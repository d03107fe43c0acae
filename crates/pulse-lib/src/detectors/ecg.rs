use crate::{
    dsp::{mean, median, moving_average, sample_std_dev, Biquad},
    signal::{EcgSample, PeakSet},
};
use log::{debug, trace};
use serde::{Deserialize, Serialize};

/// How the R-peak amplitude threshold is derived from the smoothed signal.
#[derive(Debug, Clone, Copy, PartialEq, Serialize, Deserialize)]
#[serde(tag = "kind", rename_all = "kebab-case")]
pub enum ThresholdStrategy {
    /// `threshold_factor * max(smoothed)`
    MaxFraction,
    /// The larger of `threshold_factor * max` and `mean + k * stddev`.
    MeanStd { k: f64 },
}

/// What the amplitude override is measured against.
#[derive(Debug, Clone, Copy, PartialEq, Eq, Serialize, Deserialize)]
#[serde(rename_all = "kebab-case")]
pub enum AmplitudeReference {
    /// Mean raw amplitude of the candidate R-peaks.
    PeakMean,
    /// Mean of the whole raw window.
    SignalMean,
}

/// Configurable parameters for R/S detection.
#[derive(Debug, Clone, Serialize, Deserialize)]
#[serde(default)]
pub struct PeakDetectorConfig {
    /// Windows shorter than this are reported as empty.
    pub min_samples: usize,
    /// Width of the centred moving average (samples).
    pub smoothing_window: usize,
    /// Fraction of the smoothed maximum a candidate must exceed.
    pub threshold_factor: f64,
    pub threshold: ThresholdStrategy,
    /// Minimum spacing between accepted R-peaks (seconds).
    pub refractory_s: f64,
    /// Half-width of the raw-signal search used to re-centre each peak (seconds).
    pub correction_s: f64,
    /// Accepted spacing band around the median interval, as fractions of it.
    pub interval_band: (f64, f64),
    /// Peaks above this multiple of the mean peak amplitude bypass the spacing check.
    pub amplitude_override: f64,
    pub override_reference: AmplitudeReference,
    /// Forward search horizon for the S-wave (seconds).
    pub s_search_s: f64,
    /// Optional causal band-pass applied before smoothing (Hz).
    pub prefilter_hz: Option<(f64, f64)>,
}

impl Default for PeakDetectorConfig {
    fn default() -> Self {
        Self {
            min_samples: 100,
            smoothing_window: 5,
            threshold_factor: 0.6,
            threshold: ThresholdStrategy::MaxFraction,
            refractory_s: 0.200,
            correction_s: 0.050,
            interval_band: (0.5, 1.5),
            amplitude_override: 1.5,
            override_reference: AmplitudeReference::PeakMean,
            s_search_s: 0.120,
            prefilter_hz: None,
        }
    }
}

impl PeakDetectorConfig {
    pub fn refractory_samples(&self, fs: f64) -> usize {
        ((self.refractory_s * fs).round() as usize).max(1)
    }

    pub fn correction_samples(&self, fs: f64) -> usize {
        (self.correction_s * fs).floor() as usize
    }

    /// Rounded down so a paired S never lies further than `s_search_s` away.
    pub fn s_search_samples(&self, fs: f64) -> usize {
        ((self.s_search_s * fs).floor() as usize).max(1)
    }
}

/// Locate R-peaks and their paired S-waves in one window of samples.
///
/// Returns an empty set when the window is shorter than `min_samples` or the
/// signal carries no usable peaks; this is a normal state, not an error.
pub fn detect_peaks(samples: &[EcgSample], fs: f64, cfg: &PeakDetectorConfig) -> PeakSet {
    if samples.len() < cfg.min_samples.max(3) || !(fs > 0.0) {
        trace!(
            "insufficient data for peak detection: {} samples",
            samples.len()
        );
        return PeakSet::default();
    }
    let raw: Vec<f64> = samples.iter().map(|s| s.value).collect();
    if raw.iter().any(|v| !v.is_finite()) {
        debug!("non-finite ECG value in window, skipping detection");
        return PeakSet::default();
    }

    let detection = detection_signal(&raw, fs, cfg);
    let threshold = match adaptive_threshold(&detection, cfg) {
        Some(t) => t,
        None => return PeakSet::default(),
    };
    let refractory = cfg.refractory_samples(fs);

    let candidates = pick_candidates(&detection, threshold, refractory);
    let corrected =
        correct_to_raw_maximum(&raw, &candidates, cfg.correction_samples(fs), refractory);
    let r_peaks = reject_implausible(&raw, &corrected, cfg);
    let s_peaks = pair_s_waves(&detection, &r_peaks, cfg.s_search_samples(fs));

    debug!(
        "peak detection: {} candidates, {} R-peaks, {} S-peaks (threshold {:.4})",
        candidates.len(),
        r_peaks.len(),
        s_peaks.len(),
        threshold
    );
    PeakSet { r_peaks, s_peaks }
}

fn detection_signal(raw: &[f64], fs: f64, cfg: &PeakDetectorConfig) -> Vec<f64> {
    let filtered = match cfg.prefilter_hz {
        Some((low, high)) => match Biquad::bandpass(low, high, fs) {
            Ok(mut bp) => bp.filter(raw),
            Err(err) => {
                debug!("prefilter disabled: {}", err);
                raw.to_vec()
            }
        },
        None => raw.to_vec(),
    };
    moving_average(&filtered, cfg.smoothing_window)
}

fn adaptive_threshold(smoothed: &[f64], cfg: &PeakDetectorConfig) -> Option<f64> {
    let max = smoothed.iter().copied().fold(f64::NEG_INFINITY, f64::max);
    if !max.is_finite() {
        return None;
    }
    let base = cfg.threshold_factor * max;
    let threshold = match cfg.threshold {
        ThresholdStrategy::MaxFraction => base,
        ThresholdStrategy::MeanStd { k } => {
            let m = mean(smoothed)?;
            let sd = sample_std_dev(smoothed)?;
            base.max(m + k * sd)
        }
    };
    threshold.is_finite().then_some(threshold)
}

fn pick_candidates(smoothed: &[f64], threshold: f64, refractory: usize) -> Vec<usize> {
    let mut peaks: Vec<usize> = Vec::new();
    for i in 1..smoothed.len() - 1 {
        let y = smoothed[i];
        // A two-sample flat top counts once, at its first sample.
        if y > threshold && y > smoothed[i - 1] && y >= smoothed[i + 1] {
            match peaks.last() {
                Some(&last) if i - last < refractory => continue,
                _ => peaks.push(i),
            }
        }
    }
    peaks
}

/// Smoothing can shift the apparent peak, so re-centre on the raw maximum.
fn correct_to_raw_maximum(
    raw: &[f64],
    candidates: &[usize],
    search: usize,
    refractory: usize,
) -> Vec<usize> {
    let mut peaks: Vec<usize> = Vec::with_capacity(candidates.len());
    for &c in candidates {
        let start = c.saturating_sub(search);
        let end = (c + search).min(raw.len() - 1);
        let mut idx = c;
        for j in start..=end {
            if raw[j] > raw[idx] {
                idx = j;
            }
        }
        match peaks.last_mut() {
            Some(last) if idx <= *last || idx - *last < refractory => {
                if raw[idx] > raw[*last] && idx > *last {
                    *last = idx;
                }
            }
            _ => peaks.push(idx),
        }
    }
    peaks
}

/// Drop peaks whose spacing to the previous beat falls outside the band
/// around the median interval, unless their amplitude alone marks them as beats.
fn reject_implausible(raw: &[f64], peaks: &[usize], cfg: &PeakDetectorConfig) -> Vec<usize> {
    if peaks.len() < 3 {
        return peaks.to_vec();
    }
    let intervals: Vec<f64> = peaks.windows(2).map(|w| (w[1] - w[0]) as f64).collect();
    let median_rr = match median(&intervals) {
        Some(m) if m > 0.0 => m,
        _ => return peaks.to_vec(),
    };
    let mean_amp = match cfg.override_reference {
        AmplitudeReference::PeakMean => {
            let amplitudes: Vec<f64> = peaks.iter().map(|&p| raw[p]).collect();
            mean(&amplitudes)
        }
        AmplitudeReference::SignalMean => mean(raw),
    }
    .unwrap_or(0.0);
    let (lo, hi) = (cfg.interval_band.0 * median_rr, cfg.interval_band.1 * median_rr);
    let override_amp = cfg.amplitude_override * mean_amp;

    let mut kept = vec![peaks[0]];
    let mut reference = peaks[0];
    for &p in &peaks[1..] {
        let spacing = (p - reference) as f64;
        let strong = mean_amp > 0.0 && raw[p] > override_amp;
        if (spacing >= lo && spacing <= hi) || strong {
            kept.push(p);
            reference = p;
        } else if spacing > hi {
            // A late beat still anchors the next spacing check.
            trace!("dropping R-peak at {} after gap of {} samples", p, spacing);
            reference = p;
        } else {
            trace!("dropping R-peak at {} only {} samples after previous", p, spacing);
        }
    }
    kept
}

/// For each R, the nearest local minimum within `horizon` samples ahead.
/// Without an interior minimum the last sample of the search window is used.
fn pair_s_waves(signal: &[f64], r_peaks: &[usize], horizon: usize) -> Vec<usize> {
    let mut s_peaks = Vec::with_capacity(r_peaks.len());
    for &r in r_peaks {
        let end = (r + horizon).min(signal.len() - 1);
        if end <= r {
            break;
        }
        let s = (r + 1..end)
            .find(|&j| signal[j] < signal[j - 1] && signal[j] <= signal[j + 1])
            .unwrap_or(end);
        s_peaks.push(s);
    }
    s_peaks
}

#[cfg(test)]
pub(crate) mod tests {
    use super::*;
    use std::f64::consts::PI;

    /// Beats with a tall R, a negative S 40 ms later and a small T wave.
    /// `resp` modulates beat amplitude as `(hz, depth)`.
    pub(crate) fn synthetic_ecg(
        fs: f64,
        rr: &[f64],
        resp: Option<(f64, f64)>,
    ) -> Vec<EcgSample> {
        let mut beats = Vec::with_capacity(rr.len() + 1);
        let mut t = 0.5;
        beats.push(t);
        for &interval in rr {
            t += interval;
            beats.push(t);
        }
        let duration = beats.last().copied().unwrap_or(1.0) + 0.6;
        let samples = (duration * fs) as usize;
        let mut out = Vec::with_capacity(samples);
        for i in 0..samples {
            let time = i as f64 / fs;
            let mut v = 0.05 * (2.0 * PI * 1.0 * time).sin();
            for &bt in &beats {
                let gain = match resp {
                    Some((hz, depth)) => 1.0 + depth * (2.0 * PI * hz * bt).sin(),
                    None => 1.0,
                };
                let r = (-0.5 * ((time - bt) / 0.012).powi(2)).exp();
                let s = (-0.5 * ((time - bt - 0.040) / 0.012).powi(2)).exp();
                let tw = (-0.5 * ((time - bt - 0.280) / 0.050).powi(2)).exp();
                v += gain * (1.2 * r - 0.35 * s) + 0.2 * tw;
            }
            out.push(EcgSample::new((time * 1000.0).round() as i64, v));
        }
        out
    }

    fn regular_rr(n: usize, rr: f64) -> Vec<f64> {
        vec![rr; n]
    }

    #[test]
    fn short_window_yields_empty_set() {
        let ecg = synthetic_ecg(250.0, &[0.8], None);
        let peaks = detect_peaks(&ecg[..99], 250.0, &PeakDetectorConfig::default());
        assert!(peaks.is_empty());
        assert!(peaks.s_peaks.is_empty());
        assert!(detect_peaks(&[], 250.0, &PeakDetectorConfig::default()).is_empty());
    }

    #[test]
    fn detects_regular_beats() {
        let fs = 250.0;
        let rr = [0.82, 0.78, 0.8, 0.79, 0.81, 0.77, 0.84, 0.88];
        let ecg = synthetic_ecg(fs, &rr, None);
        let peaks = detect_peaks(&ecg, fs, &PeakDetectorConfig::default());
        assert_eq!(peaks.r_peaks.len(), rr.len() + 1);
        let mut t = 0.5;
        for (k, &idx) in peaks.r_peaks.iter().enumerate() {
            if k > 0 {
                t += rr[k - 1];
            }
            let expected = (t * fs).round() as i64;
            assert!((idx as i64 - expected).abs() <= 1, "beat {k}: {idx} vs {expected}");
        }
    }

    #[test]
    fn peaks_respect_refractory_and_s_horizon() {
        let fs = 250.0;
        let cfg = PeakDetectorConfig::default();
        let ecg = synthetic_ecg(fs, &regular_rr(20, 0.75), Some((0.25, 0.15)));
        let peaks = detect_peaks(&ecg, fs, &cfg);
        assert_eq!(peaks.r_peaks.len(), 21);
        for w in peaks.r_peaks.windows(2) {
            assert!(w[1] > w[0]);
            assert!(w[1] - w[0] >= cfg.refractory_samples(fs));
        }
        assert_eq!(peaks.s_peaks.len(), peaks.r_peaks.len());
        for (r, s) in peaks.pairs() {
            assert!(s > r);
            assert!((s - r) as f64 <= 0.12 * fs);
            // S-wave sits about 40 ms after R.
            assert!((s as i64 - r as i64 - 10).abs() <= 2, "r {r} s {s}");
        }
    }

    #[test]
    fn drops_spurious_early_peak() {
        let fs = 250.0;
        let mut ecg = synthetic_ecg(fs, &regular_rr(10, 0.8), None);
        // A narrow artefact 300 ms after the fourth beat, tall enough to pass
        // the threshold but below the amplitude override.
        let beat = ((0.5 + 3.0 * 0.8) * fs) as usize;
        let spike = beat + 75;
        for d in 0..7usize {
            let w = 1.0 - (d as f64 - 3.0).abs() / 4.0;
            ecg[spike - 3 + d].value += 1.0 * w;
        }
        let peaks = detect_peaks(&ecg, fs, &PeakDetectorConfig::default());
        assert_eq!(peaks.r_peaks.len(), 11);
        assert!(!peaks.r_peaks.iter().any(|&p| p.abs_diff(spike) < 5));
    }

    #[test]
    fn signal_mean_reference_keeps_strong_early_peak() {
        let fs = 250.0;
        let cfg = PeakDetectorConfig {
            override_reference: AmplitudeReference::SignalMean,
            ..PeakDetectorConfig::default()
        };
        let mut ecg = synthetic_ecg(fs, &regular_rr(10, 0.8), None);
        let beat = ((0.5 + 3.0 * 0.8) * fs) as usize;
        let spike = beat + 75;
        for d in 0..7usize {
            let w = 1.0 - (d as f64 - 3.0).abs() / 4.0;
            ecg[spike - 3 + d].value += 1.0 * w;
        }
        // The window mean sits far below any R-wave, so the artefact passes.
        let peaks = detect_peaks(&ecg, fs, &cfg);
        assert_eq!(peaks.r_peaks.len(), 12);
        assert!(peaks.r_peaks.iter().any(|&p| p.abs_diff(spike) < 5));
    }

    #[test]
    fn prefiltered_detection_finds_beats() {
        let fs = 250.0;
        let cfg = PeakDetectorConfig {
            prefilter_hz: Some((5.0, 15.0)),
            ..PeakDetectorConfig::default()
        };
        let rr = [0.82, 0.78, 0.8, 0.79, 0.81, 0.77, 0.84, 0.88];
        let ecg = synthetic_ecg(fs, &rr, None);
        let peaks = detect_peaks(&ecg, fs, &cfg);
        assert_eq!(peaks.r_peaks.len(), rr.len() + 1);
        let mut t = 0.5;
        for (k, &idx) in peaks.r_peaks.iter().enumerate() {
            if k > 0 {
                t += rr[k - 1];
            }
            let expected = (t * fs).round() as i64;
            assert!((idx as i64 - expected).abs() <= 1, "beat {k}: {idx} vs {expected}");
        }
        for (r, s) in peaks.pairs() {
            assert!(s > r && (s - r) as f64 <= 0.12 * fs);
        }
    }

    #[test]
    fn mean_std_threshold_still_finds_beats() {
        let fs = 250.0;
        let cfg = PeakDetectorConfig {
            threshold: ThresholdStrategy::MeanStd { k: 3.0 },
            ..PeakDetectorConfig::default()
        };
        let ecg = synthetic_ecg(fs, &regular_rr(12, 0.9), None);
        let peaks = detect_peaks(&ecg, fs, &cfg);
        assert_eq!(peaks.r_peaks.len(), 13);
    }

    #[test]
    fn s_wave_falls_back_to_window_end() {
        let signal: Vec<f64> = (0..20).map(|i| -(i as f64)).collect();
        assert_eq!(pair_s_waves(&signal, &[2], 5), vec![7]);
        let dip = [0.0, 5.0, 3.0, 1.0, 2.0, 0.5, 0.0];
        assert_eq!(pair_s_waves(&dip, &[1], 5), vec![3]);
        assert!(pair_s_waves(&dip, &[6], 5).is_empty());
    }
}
##########
**Goal of the exercise**
From the listing above, return the lines starting at the one with "adaptive_threshold(smoothed: &[f64], cfg: &PeakDetectorConfig)" and ending at the one with "Some(&last) if i", both kept, exactly as they appear and nothing more.

**Written response**
fn adaptive_threshold(smoothed: &[f64], cfg: &PeakDetectorConfig) -> Option<f64> {
    let max = smoothed.iter().copied().fold(f64::NEG_INFINITY, f64::max);
    if !max.is_finite() {
        return None;
    }
    let base = cfg.threshold_factor * max;
    let threshold = match cfg.threshold {
        ThresholdStrategy::MaxFraction => base,
        ThresholdStrategy::MeanStd { k } => {
            let m = mean(smoothed)?;
            let sd = sample_std_dev(smoothed)?;
            base.max(m + k * sd)
        }
    };
    threshold.is_finite().then_some(threshold)
}

fn pick_candidates(smoothed: &[f64], threshold: f64, refractory: usize) -> Vec<usize> {
    let mut peaks: Vec<usize> = Vec::new();
    for i in 1..smoothed.len() - 1 {
        let y = smoothed[i];
        // A two-sample flat top counts once, at its first sample.
        if y > threshold && y > smoothed[i - 1] && y >= smoothed[i + 1] {
            match peaks.last() {
                Some(&last) if i - last < refractory => continue,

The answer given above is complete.